3. More data can lead to either more confusion or more success – It’s your choice
With the changing technologies and banking methods, it is becoming easier to collect larger quantities of data. This can either overwhelm you and go to waste, or you can utilize the data and it will become your best friend.
Larger banks have been heavily investing in analytics and it has been paying off. There are a number of examples to show that mistakes are made when analytics are not used. It is easy for these mistakes to cost hundreds of thousands, if not millions of dollars. In order to stay relevant and competitively meet the needs of your members, it is increasingly important to effectively utilize data.
According to Bill Goedken, CEO of Idea5, credit unions must use analytics, predictive modeling, and marketing to improve and understand trends. It is no longer acceptable to just present numbers. Credit unions need to truly understand their data and tell the story of what the numbers mean.
4. Data has Two Sides
The key to effectively utilizing data analytics is understanding the two different sides: descriptive and predictive. You can collect all the data in the world, but it is not very helpful until you learn to analyze the data and build predictive models, from which you can base future decisions for the company. According to Rahul Nawab, the CEO and Co-Founder of IQR Consulting, hindsight plus insight equals foresight. You will not be able to successfully predict future trends until you have collected and analyzed the past data.
Once the data is collected and inputted successfully, you have a very powerful tool.
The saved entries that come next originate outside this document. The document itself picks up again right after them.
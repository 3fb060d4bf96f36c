use std::fmt;

use crate::entity::{AttributeValue, EntityRecord};
use crate::error::AppError;
use crate::models::PageId;
use crate::schema::{EntityKind, Field};
use crate::traits::{RecordStore, UpsertOutcome};

/// Why a record was not loaded.
#[derive(Debug, Clone, PartialEq, Eq)]
pub enum RejectReason {
    /// The record has no usable name, so it cannot be keyed.
    MissingIdentity,
    /// A categorical field holds a value outside its known set.
    UnknownCategoryValue { field: Field, value: String },
}

impl fmt::Display for RejectReason {
    fn fmt(&self, f: &mut fmt::Formatter<'_>) -> fmt::Result {
        match self {
            RejectReason::MissingIdentity => write!(f, "missing name"),
            RejectReason::UnknownCategoryValue { field, value } => {
                write!(f, "unknown {} value '{}'", field.label(), value)
            }
        }
    }
}

/// Per-record result of a load.
#[derive(Debug, Clone, PartialEq, Eq)]
pub enum ValidationOutcome {
    Accepted {
        kind: EntityKind,
        name: String,
        change: UpsertOutcome,
    },
    Rejected {
        kind: EntityKind,
        name: String,
        page_id: PageId,
        reason: RejectReason,
    },
}

impl ValidationOutcome {
    pub fn is_accepted(&self) -> bool {
        matches!(self, ValidationOutcome::Accepted { .. })
    }
}

/// Aggregate counts over a batch of [`ValidationOutcome`]s.
#[derive(Debug, Clone, Default, PartialEq, Eq)]
pub struct LoadReport {
    pub accepted: usize,
    pub inserted: usize,
    pub updated: usize,
    pub unchanged: usize,
    pub rejected: Vec<(EntityKind, String, PageId, RejectReason)>,
}

impl LoadReport {
    pub fn from_outcomes(outcomes: &[ValidationOutcome]) -> Self {
        let mut report = Self::default();
        for outcome in outcomes {
            match outcome {
                ValidationOutcome::Accepted { change, .. } => {
                    report.accepted += 1;
                    match change {
                        UpsertOutcome::Inserted => report.inserted += 1,
                        UpsertOutcome::Updated => report.updated += 1,
                        UpsertOutcome::Unchanged => report.unchanged += 1,
                    }
                }
                ValidationOutcome::Rejected {
                    kind,
                    name,
                    page_id,
                    reason,
                } => report
                    .rejected
                    .push((*kind, name.clone(), *page_id, reason.clone())),
            }
        }
        report
    }
}

/// Check a record against its kind's rules.
pub fn validate(record: &EntityRecord) -> Result<(), RejectReason> {
    if record.name.trim().is_empty() {
        return Err(RejectReason::MissingIdentity);
    }
    for (field, value) in &record.attributes {
        if let AttributeValue::Unknown(raw) = value {
            return Err(RejectReason::UnknownCategoryValue {
                field: *field,
                value: raw.clone(),
            });
        }
    }
    Ok(())
}

/// Validates records and upserts the accepted ones.
#[derive(Clone)]
pub struct Loader<S> {
    store: S,
}

impl<S: RecordStore> Loader<S> {
    pub fn new(store: S) -> Self {
        Self { store }
    }

    pub fn store(&self) -> &S {
        &self.store
    }

    /// Load records in order; a later record with the same kind and name
    /// replaces an earlier one.
    ///
    /// Invalid records are reported and skipped. Only a store failure stops
    /// the batch.
    pub async fn load<'a, I>(&self, records: I) -> Result<Vec<ValidationOutcome>, AppError>
    where
        I: IntoIterator<Item = &'a EntityRecord>,
    {
        let mut outcomes = Vec::new();
        for record in records {
            if let Err(reason) = validate(record) {
                tracing::warn!(
                    kind = %record.kind,
                    name = %record.name,
                    page_id = %record.source.page_id,
                    reason = %reason,
                    "Record rejected"
                );
                outcomes.push(ValidationOutcome::Rejected {
                    kind: record.kind,
                    name: record.name.clone(),
                    page_id: record.source.page_id,
                    reason,
                });
                continue;
            }

            let change = self.store.upsert(record).await?;
            tracing::debug!(kind = %record.kind, name = %record.name, ?change, "Record loaded");
            outcomes.push(ValidationOutcome::Accepted {
                kind: record.kind,
                name: record.name.clone(),
                change,
            });
        }
        Ok(outcomes)
    }
}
You can use the data to learn solutions to pre-determined problems, or even use “data lake” technologies to uncover unseen trends and correlations.
5. Getting Started is Easier than You Think
Beginning to integrate data and using predictive analytics can seem like a huge and overwhelming step. Like most projects, start with a goal. To build a house, design the house before collecting materials. When building a data warehouse, determine the goals for the data and create a strategy. After a strategy is set, the data to collect and the method of organization can be determined. At that point, the strategy can be executed to meet the goals.
Like any big decision, there are likely some reservations. A common concern with big data is the members’ perceptions. Some members might have concerns revealing private information because they are worried about being “stalked”. However, the credit union’s role is utilizing data, not stalking members. Data allows the credit union to leverage information for the benefit of members.
Another concern of credit unions might be a lack of software. The number of software options can be overwhelming. Think back to the strategy for using data and use that as a guide to evaluate software.
A third concern for credit unions is likely lack of expertise. Most credit unions do not employ data scientists to drive the analytics effort. Fortunately, many excellent vendors operate in this market ready to provide expertise so the credit union can get started. It is important, however, for the credit union to use this opportunity to learn and develop an internal capability over time. There is no better judge of what business questions need to be answered than the credit union. Analytics that are targeted at critical business questions create the most value.